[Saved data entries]
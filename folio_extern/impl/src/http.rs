use std::{ops::Deref, sync::LazyLock};

use anyhow::Context;
use folio_utils::folio_version;

pub static USER_AGENT: LazyLock<String> = LazyLock::new(|| {
    let homepage = env!("CARGO_PKG_HOMEPAGE");
    let repository = env!("CARGO_PKG_REPOSITORY");
    let version = folio_version();

    format!("Folio Contact Form ({homepage}, {repository}, Version {version})")
});

const _: () = {
    assert!(!env!("CARGO_PKG_HOMEPAGE").is_empty());
    assert!(!env!("CARGO_PKG_REPOSITORY").is_empty());
};

/// Shared HTTP client for every external API.
#[derive(Debug, Clone)]
pub struct HttpClient(reqwest::Client);

impl HttpClient {
    pub fn new() -> anyhow::Result<Self> {
        reqwest::Client::builder()
            .user_agent(&*USER_AGENT)
            .build()
            .map(Self)
            .context("Failed to build HTTP client")
    }
}

impl Deref for HttpClient {
    type Target = reqwest::Client;

    fn deref(&self) -> &Self::Target {
        &self.0
    }
}
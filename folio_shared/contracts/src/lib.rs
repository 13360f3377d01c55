pub mod notification;
pub mod time;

◆ **WORK ITEM**
Write out every record, exactly as written.

◆ **TASK RESPONSE**
filename folio_extern/impl/src/http.rs
use std::{ops::Deref, sync::LazyLock};

use anyhow::Context;
use folio_utils::folio_version;

pub static USER_AGENT: LazyLock<String> = LazyLock::new(|| {
    let homepage = env!("CARGO_PKG_HOMEPAGE");
    let repository = env!("CARGO_PKG_REPOSITORY");
    let version = folio_version();

    format!("Folio Contact Form ({homepage}, {repository}, Version {version})")
});

const _: () = {
    assert!(!env!("CARGO_PKG_HOMEPAGE").is_empty());
    assert!(!env!("CARGO_PKG_REPOSITORY").is_empty());
};

/// Shared HTTP client for every external API.
#[derive(Debug, Clone)]
pub struct HttpClient(reqwest::Client);

impl HttpClient {
    pub fn new() -> anyhow::Result<Self> {
        reqwest::Client::builder()
            .user_agent(&*USER_AGENT)
            .build()
            .map(Self)
            .context("Failed to build HTTP client")
    }
}

impl Deref for HttpClient {
    type Target = reqwest::Client;

    fn deref(&self) -> &Self::Target {
        &self.0
    }
}
filename folio_shared/contracts/src/lib.rs
repository 13360f3377d01c55
pub mod notification;
pub mod time;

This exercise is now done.